When people inspired by the conviction that they are in the right rally around a question which the nation at large ridicules and condemns, it is moral courage which keeps them from flinching. The nation, given time, catches pace and stands with them, but it is not moral courage which moves the nation forward, that is what is called bandwagon procedure – the moral courage rests with those who stand fast through years and generations while the nation is discovering that they have been right and the nation wrong. Have we collective courage to march ahead of the mass sentiment of our nation?

If we cannot arrive at a common view point and a common program for the thing we all want, that shall be a bit in advance of popular belief, then let us cease to wonder that the politicians of many nations are slow in coming to perfect faith and understanding concerning the same problem. We shall be a gropingly timid as they.

On the contrary, if we find the way to closer cooperation among ourselves, we should be bold enough to go further and to ask all peace societies “to go and do likewise”. More, we should be confident enough to take another step and to proclaim a desire to work with, and not against, that portion of the military forces of our land that see the same vision we see. When once we stand together, religionists, women, soldiers and sailors, it will not be long are law will replace war and courts be substituted for battlefields.

Our aims then are bold and far-reaching. We aim to understand the problems of war and peace and to pass on to our constituencies such understanding as we attain. We have no delusions concerning the mightiness of our task, but we are not handicapped by emotion or hate. We propose to move forward, but we propose to take no step without being certain that is a permanent one. We aim to draw closer, to offer our sympathy and aid to all the religious groups, and the peace groups striving to find the way through the mire of difficulties that surround this world problem. We dream of stretching our hands over the “lunatic fringe”, as Theodore Roosevelt called it, of both war and peace movements, and to find comfort and friends on the other side.

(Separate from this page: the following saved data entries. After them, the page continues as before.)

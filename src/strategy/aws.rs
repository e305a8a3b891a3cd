use std::collections::BTreeMap;

use async_trait::async_trait;
use serde_json::json;
use tracing::info;

use crate::context::{ActiveLayer, DeploymentContext};
use crate::error::{DeployerError, Result};
use crate::postdeploy::{DeviceRegistration, EntityUpload, GrafanaDatasource};
use crate::providers::ProviderKind;

use super::{destroy_layer, mark_ready, provision_layer, run_post_deploy, LayerInfo, LayerState, LayerStrategy};

const PROVIDER: &str = "aws";

/// AWS layer ordering: IoT Core dispatcher (L1) -> processor/persister
/// Lambdas (L2) -> DynamoDB hot table + reader Lambdas (L3 hot) ->
/// S3 cold/archive movers (L3 cold/archive) -> TwinMaker workspace (L4)
/// -> Managed Grafana (L5).
pub struct AwsStrategy;

impl AwsStrategy {
    pub fn new() -> Self {
        Self
    }
}

impl Default for AwsStrategy {
    fn default() -> Self {
        Self::new()
    }
}

#[async_trait]
impl LayerStrategy for AwsStrategy {
    fn provider_kind(&self) -> ProviderKind {
        ProviderKind::Aws
    }

    async fn deploy_setup(&self, ctx: &mut DeploymentContext) -> Result<()> {
        ctx.set_active_layer(ActiveLayer::Setup);
        info!(twin = %ctx.config.digital_twin_name, "AWS setup: verifying account access, no resource group needed");
        Ok(())
    }

    async fn destroy_setup(&self, _ctx: &mut DeploymentContext) -> Result<()> {
        Ok(())
    }

    async fn deploy_l1(&self, ctx: &mut DeploymentContext) -> Result<()> {
        ctx.set_active_layer(ActiveLayer::L1);
        let device_ids: Vec<String> = {
            let adapter = ctx.get_provider_for_layer(crate::config::LayerSlot::L1)?;
            let role = adapter.get_resource_name("dispatcher_iam_role", "");
            let rule = adapter.get_resource_name("dispatcher_iot_rule", "");
            info!(role, rule, "creating IoT Core dispatcher IAM role then topic rule");
            ctx.config
                .iot_devices
                .iter()
                .map(|device| {
                    let function = adapter.get_resource_name("connector_lambda", &device.id);
                    info!(function, device = %device.id, "provisioning per-device connector function");
                    device.id.clone()
                })
                .collect()
        };
        provision_layer(ctx, PROVIDER, "l1").await?;
        for device_id in device_ids {
            run_post_deploy(ctx, PROVIDER, "l1", &DeviceRegistration { device_id }).await?;
        }
        Ok(())
    }

    async fn destroy_l1(&self, ctx: &mut DeploymentContext) -> Result<()> {
        {
            let adapter = ctx.get_provider_for_layer(crate::config::LayerSlot::L1)?;
            info!(role = adapter.get_resource_name("dispatcher_iam_role", ""), "removing dispatcher and connector functions");
        }
        destroy_layer(ctx, PROVIDER, "l1").await
    }

    async fn info_l1(&self, ctx: &DeploymentContext) -> Result<LayerInfo> {
        let adapter = ctx.get_provider_for_layer(crate::config::LayerSlot::L1)?;
        let mut resources = BTreeMap::new();
        resources.insert(
            "dispatcher_iam_role".to_string(),
            json!(adapter.get_resource_name("dispatcher_iam_role", "")),
        );
        Ok(LayerInfo {
            state: Some(ctx.layer_state(PROVIDER, "l1")),
            resources,
        })
    }

    async fn deploy_l2(&self, ctx: &mut DeploymentContext) -> Result<()> {
        ctx.set_active_layer(ActiveLayer::L2);
        {
            let adapter = ctx.get_provider_for_layer(crate::config::LayerSlot::L2)?;
            info!(
                persister = adapter.get_resource_name("persister_lambda", ""),
                "creating persister function"
            );
            if ctx.config.optimization.use_event_checking {
                info!(
                    checker = adapter.get_resource_name("event_checker_lambda", ""),
                    "optimization flag use_event_checking set: creating event-checker function"
                );
            }
            if ctx.config.optimization.trigger_notification_workflow {
                info!(
                    chain = adapter.get_resource_name("lambda_chain_step_function", ""),
                    "optimization flag trigger_notification_workflow set: creating notification workflow"
                );
            }
            if ctx.config.optimization.return_feedback_to_device {
                info!(
                    feedback = adapter.get_resource_name("event_feedback_lambda", ""),
                    "optimization flag return_feedback_to_device set: creating feedback function"
                );
            }
        }
        provision_layer(ctx, PROVIDER, "l2").await?;
        mark_ready(ctx, PROVIDER, "l2")
    }

    async fn destroy_l2(&self, ctx: &mut DeploymentContext) -> Result<()> {
        {
            let adapter = ctx.get_provider_for_layer(crate::config::LayerSlot::L2)?;
            info!(persister = adapter.get_resource_name("persister_lambda", ""), "removing L2 functions");
        }
        destroy_layer(ctx, PROVIDER, "l2").await
    }

    async fn info_l2(&self, ctx: &DeploymentContext) -> Result<LayerInfo> {
        let adapter = ctx.get_provider_for_layer(crate::config::LayerSlot::L2)?;
        let mut resources = BTreeMap::new();
        resources.insert(
            "persister_lambda".to_string(),
            json!(adapter.get_resource_name("persister_lambda", "")),
        );
        Ok(LayerInfo {
            state: Some(ctx.layer_state(PROVIDER, "l2")),
            resources,
        })
    }

    async fn deploy_l3_hot(&self, ctx: &mut DeploymentContext) -> Result<()> {
        ctx.set_active_layer(ActiveLayer::L3Hot);
        {
            let adapter = ctx.get_provider_for_layer(crate::config::LayerSlot::L3Hot)?;
            info!(
                table = adapter.get_resource_name("hot_table", ""),
                ttl_days = ctx.config.hot_storage_days,
                "creating DynamoDB hot table and range/last-entry reader functions"
            );
        }
        provision_layer(ctx, PROVIDER, "l3_hot").await?;
        mark_ready(ctx, PROVIDER, "l3_hot")
    }

    async fn destroy_l3_hot(&self, ctx: &mut DeploymentContext) -> Result<()> {
        {
            let adapter = ctx.get_provider_for_layer(crate::config::LayerSlot::L3Hot)?;
            info!(table = adapter.get_resource_name("hot_table", ""), "removing hot table and reader functions");
        }
        destroy_layer(ctx, PROVIDER, "l3_hot").await
    }

    async fn info_l3_hot(&self, ctx: &DeploymentContext) -> Result<LayerInfo> {
        let adapter = ctx.get_provider_for_layer(crate::config::LayerSlot::L3Hot)?;
        let mut resources = BTreeMap::new();
        resources.insert("hot_table".to_string(), json!(adapter.get_resource_name("hot_table", "")));
        Ok(LayerInfo {
            state: Some(ctx.layer_state(PROVIDER, "l3_hot")),
            resources,
        })
    }

    async fn deploy_l3_cold(&self, ctx: &mut DeploymentContext) -> Result<()> {
        ctx.set_active_layer(ActiveLayer::L3Cold);
        {
            let adapter = ctx.get_provider_for_layer(crate::config::LayerSlot::L3Cold)?;
            info!(
                bucket = adapter.get_resource_name("cold_bucket", ""),
                mover = adapter.get_resource_name("hot_cold_mover_lambda", ""),
                "creating cold S3 bucket and daily hot->cold mover"
            );
        }
        provision_layer(ctx, PROVIDER, "l3_cold").await?;
        mark_ready(ctx, PROVIDER, "l3_cold")
    }

    async fn destroy_l3_cold(&self, ctx: &mut DeploymentContext) -> Result<()> {
        {
            let adapter = ctx.get_provider_for_layer(crate::config::LayerSlot::L3Cold)?;
            info!(bucket = adapter.get_resource_name("cold_bucket", ""), "removing cold bucket and mover");
        }
        destroy_layer(ctx, PROVIDER, "l3_cold").await
    }

    async fn info_l3_cold(&self, ctx: &DeploymentContext) -> Result<LayerInfo> {
        let adapter = ctx.get_provider_for_layer(crate::config::LayerSlot::L3Cold)?;
        let mut resources = BTreeMap::new();
        resources.insert("cold_bucket".to_string(), json!(adapter.get_resource_name("cold_bucket", "")));
        Ok(LayerInfo {
            state: Some(ctx.layer_state(PROVIDER, "l3_cold")),
            resources,
        })
    }

    async fn deploy_l3_archive(&self, ctx: &mut DeploymentContext) -> Result<()> {
        ctx.set_active_layer(ActiveLayer::L3Archive);
        {
            let adapter = ctx.get_provider_for_layer(crate::config::LayerSlot::L3Archive)?;
            info!(
                bucket = adapter.get_resource_name("archive_bucket", ""),
                "creating archive S3 bucket and weekly cold->archive mover"
            );
        }
        provision_layer(ctx, PROVIDER, "l3_archive").await?;
        mark_ready(ctx, PROVIDER, "l3_archive")
    }

    async fn destroy_l3_archive(&self, ctx: &mut DeploymentContext) -> Result<()> {
        {
            let adapter = ctx.get_provider_for_layer(crate::config::LayerSlot::L3Archive)?;
            info!(bucket = adapter.get_resource_name("archive_bucket", ""), "removing archive bucket and mover");
        }
        destroy_layer(ctx, PROVIDER, "l3_archive").await
    }

    async fn info_l3_archive(&self, ctx: &DeploymentContext) -> Result<LayerInfo> {
        let adapter = ctx.get_provider_for_layer(crate::config::LayerSlot::L3Archive)?;
        let mut resources = BTreeMap::new();
        resources.insert(
            "archive_bucket".to_string(),
            json!(adapter.get_resource_name("archive_bucket", "")),
        );
        Ok(LayerInfo {
            state: Some(ctx.layer_state(PROVIDER, "l3_archive")),
            resources,
        })
    }

    async fn deploy_l4(&self, ctx: &mut DeploymentContext) -> Result<()> {
        ctx.set_active_layer(ActiveLayer::L4);
        let entity_ids: Vec<String> = {
            let adapter = ctx.get_provider_for_layer(crate::config::LayerSlot::L4)?;
            let workspace = adapter.get_resource_name("twinmaker_workspace", "");
            info!(workspace, "creating TwinMaker workspace, component types, and entities from hierarchy");
            match &ctx.config.hierarchy {
                crate::config::Hierarchy::Tree(entities) => entities
                    .iter()
                    .enumerate()
                    .map(|(i, entity)| {
                        entity
                            .get("entityId")
                            .and_then(|v| v.as_str())
                            .map(str::to_string)
                            .unwrap_or_else(|| format!("entity-{i}"))
                    })
                    .collect(),
                other => {
                    return Err(DeployerError::deployment(
                        "L4",
                        "aws",
                        format!("expected a tree hierarchy for AWS L4, got {other:?}"),
                    ));
                }
            }
        };
        provision_layer(ctx, PROVIDER, "l4").await?;
        ctx.set_layer_state(PROVIDER, "l4", LayerState::PostDeploying)?;
        for entity_id in entity_ids {
            crate::postdeploy::ensure(&ctx.retry_policy().clone(), &EntityUpload { entity_id }).await?;
        }
        mark_ready(ctx, PROVIDER, "l4")
    }

    async fn destroy_l4(&self, ctx: &mut DeploymentContext) -> Result<()> {
        {
            let adapter = ctx.get_provider_for_layer(crate::config::LayerSlot::L4)?;
            info!(workspace = adapter.get_resource_name("twinmaker_workspace", ""), "deleting entities then workspace");
        }
        destroy_layer(ctx, PROVIDER, "l4").await
    }

    async fn info_l4(&self, ctx: &DeploymentContext) -> Result<LayerInfo> {
        let adapter = ctx.get_provider_for_layer(crate::config::LayerSlot::L4)?;
        let mut resources = BTreeMap::new();
        resources.insert(
            "twinmaker_workspace".to_string(),
            json!(adapter.get_resource_name("twinmaker_workspace", "")),
        );
        Ok(LayerInfo {
            state: Some(ctx.layer_state(PROVIDER, "l4")),
            resources,
        })
    }

    async fn deploy_l5(&self, ctx: &mut DeploymentContext) -> Result<()> {
        ctx.set_active_layer(ActiveLayer::L5);
        let dashboard = {
            let adapter = ctx.get_provider_for_layer(crate::config::LayerSlot::L5)?;
            let dashboard = adapter.get_resource_name("grafana_workspace", "");
            info!(dashboard, "creating Grafana workspace; IAM role scoped to CloudWatch+TwinMaker read access");
            dashboard
        };
        provision_layer(ctx, PROVIDER, "l5").await?;
        let reader_url = {
            let adapter = ctx.get_provider_for_layer(crate::config::LayerSlot::L3Hot)?;
            format!("https://{}/read", adapter.get_resource_name("hot_table", ""))
        };
        let l3_hot_provider = ctx.config.provider_for(crate::config::LayerSlot::L3Hot).unwrap_or("none");
        let inter_cloud_token = if l3_hot_provider != PROVIDER {
            ctx.get_inter_cloud_connection("L3_hot", "L5")
                .ok()
                .and_then(|conn| conn.inter_cloud_token.clone())
        } else {
            None
        };
        run_post_deploy(
            ctx,
            PROVIDER,
            "l5",
            &GrafanaDatasource {
                dashboard,
                reader_url,
                inter_cloud_token,
            },
        )
        .await
    }

    async fn destroy_l5(&self, ctx: &mut DeploymentContext) -> Result<()> {
        {
            let adapter = ctx.get_provider_for_layer(crate::config::LayerSlot::L5)?;
            info!(dashboard = adapter.get_resource_name("grafana_workspace", ""), "removing Grafana workspace");
        }
        destroy_layer(ctx, PROVIDER, "l5").await
    }

    async fn info_l5(&self, ctx: &DeploymentContext) -> Result<LayerInfo> {
        let adapter = ctx.get_provider_for_layer(crate::config::LayerSlot::L5)?;
        let mut resources = BTreeMap::new();
        resources.insert(
            "grafana_workspace".to_string(),
            json!(adapter.get_resource_name("grafana_workspace", "")),
        );
        Ok(LayerInfo {
            state: Some(ctx.layer_state(PROVIDER, "l5")),
            resources,
        })
    }
}

#[cfg(test)]
mod tests {
    use super::*;

    #[test]
    fn strategy_reports_aws_kind() {
        assert_eq!(AwsStrategy::new().provider_kind(), ProviderKind::Aws);
    }
}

If we shall be bold enough to do all this, may we not venture one step further, and second that recent proposal of David Starr Jordan that a Department be created with a Secretary in the Cabinet, -- the Department of Peace. The proposal is to restore, not to create anew, an office set up in President Taft’s administration, an Assistant Secretary of State for Peace. To quote Dr. Jordan’s words: “If the power of the nation were pledged toward international conciliation and toward the removal of standing incentives to war, it would be the center of the most powerful force toward education for peace. The outlawing of war rests finally on educated intelligence, and no force in education is stronger than the visible influence of the national government.

“There should be in Washington a bureau of peace, under one name or another, inpower and influence comparable with the General Staff of the Army or the General Board of the Navy – a group which should be alert to all the tendencies toward war-making and capable of entering into relations with other nations toward this end.

“Conciliation and friendly adjustment are mere incidents with the Department of State, not in any sense its first duty.”

The great need at this moment for every nation in the world is a satisfying way to obtain a feeling of security for all peoples. The great need of the moment in our own country is a common program and a unity of demand behind it. Whatever we do let us not fail to keep our minds fixed on these two points.